« C’est un retour aux « indulgences », le sésame qui ouvre à une vie libre »

Pour Jean-Michel Longneaux, philosophe et chargé de cours à la faculté de droit de l’UNamur, forcer les individus récalcitrants à se laisser vacciner ou imposer un passeport vaccinal revient au même. « La pression est maximale pour convaincre les hésitants. »

Pensez-vous que le passeport vaccinal s’imposera à bas bruit, puisqu’il offre la possibilité d’un retour à la vie sociale?

J’ai plutôt le sentiment d’un retour aux « indulgences ». Au Moyen Age, le clergé et les notables religieux vendaient l’accès au paradis en échange d’indulgences en monnaie sonnante et trébuchante. Grâce à l’argent, le fidèle pouvait s’acheter le paradis et la rémission de ses péchés. L’Eglise en avait fait un commerce lucratif, qui lui a permis de s’enrichir. J’y vois une analogie avec la création d’un passeport vaccinal: en l’obtenant, le vacciné acquiert une vie libre, et, dans ce cas, ce sont les industries pharmaceutiques qui en profitent.

Pour vous, rendre obligatoire un tel « sésame » relève davantage de la croyance que de la science…

Conditionner l’accès à certains lieux en l’absence de certitudes scientifiques sur le fait que les vaccins permettent de ne plus être porteur du virus n’apporte pas de sécurité en matière de prophylaxie. On ignore également la durée de protection des vaccins ainsi que leur efficacité contre les variants. Or, un passeport vaccinal repose sur l’hypothèse que les vaccinés ne sont plus contagieux et sur l’idée d’un monde sain. C’est en cela que nous sommes dans le registre de la croyance, non de la science. Sans oublier l’écueil qui réside dans la difficulté d’accès aux vaccins et qui crée, donc, un effet d’exclusion et d’inégalité en tant que citoyen.

Le passeport s’est élargi à d’autres éléments dont des tests négatifs ou à la présence d’anticorps, qui atténuent le caractère discriminatoire.

Là aussi il y a des couacs, des faux positifs et des faux négatifs. Faire reposer le passeport vaccinal sur les tests relève également, pour moi, de la croyance. Imaginez-vous dans un avion, cet été, au côté d’un individu vacciné mais porteur ou d’un individu testé négatif mais, en réalité, positif? On est en train de construire une espèce de croyance collective autour d’une sécurité sanitaire totale. Mais un « pass Covid » ne peut pas apporter une garantie sanitaire totale, et seules des investigations plus approfondies permettront d’estimer la part réelle des vaccinés en état de transmettre le virus.
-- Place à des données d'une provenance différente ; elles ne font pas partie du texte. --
//! Musing Core - a conversational thought journal
//!
//! This crate holds everything behind the chat transport:
//!
//! - **Model**: Thoughts, tags, and tag usage counts
//! - **Store**: SQLite-backed record store for thoughts and tags
//! - **Ranker**: Most-used tags for the tag picker
//! - **Pager**: Page slicing with prev/next flags
//! - **Callback**: Compact button payload codec
//! - **Render**: List views, keyboards, and user-facing strings
//! - **Conversation**: Per-user phase state machine and session registry
//! - **Flow**: Orchestrator that turns inbound events into replies
//! - **Transport**: The boundary a chat front end implements
//! - **Config**: TOML + environment configuration
//!
//! # Conversation phases
//!
//! ```text
//! IDLE ─ add ─→ AWAITING_THOUGHT_TEXT ─ text ─→ IDLE (tag picker shown)
//! IDLE ─ ✏️  ─→ AWAITING_EDIT_TEXT    ─ text ─→ IDLE
//! IDLE ─ 🗑  ─→ AWAITING_DELETE_CONFIRM ─ yes/no ─→ IDLE
//! IDLE ─ ➕  ─→ AWAITING_CUSTOM_TAG   ─ text ─→ IDLE
//! ```

pub mod callback;
pub mod config;
pub mod conversation;
pub mod error;
pub mod flow;
pub mod model;
pub mod pager;
pub mod ranker;
pub mod render;
pub mod store;
pub mod transport;

pub use callback::Callback;
pub use config::{FlowConfig, MusingConfig, StorageConfig, TelegramConfig};
pub use conversation::{Input, Phase, Session, SessionStore, Transition};
pub use error::{ErrorKind, MusingError, Result};
pub use flow::FlowOrchestrator;
pub use model::{ChatId, Tag, TagId, TagUsage, Thought, ThoughtId, UserId};
pub use pager::{paginate, Page};
pub use ranker::TagRanker;
pub use render::{InlineKeyboard, Markup, Menu, Reply, TextFormat};
pub use store::{RecordStore, Repository, SqliteStore};
pub use transport::{deliver, EventKind, Inbound, MessageRef, Transport};

#[cfg(test)]
mod tests {
    use super::*;

    #[test]
    fn test_add_thought_round_trip_through_phases() {
        let phase = Phase::Idle;

        let t = Transition::resolve(&phase, Input::AddThought);
        let phase = t.next_phase(&phase);
        assert_eq!(phase, Phase::AwaitingThoughtText);

        let t = Transition::resolve(
            &phase,
            Input::Text {
                text: "buy milk".into(),
                attachment: None,
            },
        );
        assert!(matches!(t, Transition::SaveThought { .. }));
        assert!(t.next_phase(&phase).is_idle());
    }

    #[test]
    fn test_callback_wire_format() {
        let cb = Callback::AssignTag {
            thought_id: ThoughtId(42),
            tag_id: TagId(3),
        };
        assert_eq!(cb.encode(), "tag:42:3");
        assert_eq!("tag:42:3".parse::<Callback>().unwrap(), cb);
    }
}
Savoir si un tel niveau de protection est acceptable ou non relèvera ensuite d’un débat politique.

De telles dispositions ne résisteraient pas au principe essentiel d’égalité?
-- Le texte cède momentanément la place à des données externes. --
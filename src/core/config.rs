//! # Worker configuration.
//!
//! ## Sentinel values
//! - `timeout = 0s` → no per-attempt timeout

use std::time::Duration;

/// Settings of the reference [`Worker`](crate::Worker).
///
/// ## Field semantics
/// - `bus_capacity`: event bus ring buffer size (min 1; clamped by Bus)
/// - `timeout`: per-attempt timeout (`0s` = none)
#[derive(Clone, Debug)]
pub struct WorkerConfig {
    /// Capacity of the event bus broadcast channel ring buffer.
    pub bus_capacity: usize,

    /// Per-attempt timeout. An attempt that runs longer fails with
    /// [`AttemptTimeout`](crate::AttemptTimeout) and goes through the retry policy.
    pub timeout: Duration,
}

impl WorkerConfig {
    /// Returns the per-attempt timeout as an `Option`.
    #[inline]
    pub fn attempt_timeout(&self) -> Option<Duration> {
        if self.timeout == Duration::ZERO {
            None
        } else {
            Some(self.timeout)
        }
    }

    /// Returns a bus capacity clamped to a minimum of 1.
    #[inline]
    pub fn bus_capacity_clamped(&self) -> usize {
        self.bus_capacity.max(1)
    }
}

impl Default for WorkerConfig {
    /// - `bus_capacity = 1024`
    /// - `timeout = 0s` (no timeout)
    fn default() -> Self {
        Self {
            bus_capacity: 1024,
            timeout: Duration::ZERO,
        }
    }
}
Instaurer la possibilité de tests pour éviter toute discrimination, c’est une intention politique louable. Elle vise d’ailleurs, mais sans le dire clairement, à satisfaire également ceux qui refusent de se faire vacciner. Pour autant, soumettre la liberté de circuler et d’accéder à des services à un certificat sanitaire crée une société inégalitaire, puisque demeureront des personnes qui ne l’obtiendront pas, parce qu’elles seront positives et contaminantes, parce qu’elles n’auront pas accès aux informations, etc. Le virus lui-même créé de la discrimination. Par ailleurs, n’y a-t-il pas, sur le plan juridique, une disproportion entre la création d’un passeport et le mal que l’on veut éviter? Le taux de mortalité dû au virus s’élève à 0,17% de la population. Rapporté au nombre de personnes contaminées, à 2,9%. Est-ce là un péril pour la santé publique? La mesure discriminante est-elle inférieure au bénéfice recherché?

Cette croyance collective peut-elle quand même amener des éléments positifs?

Le fait d’obtenir un sésame, de créer ainsi une autre ambiance, de retrouver de l’espérance entraîne-t-il une hausse de la réponse immunitaire? On sait que vivre dans la peur, dans le stress induit une oxydation du corps, un affaiblissement du système immunitaire. Donc, il y a peut-être là un bénéfice involontaire d’un éventuel passeport, comme lorsque les fidèles, une fois achetées leurs indulgences, retrouvaient un bien-être parce qu’ils avaient réussi à sauver leur âme.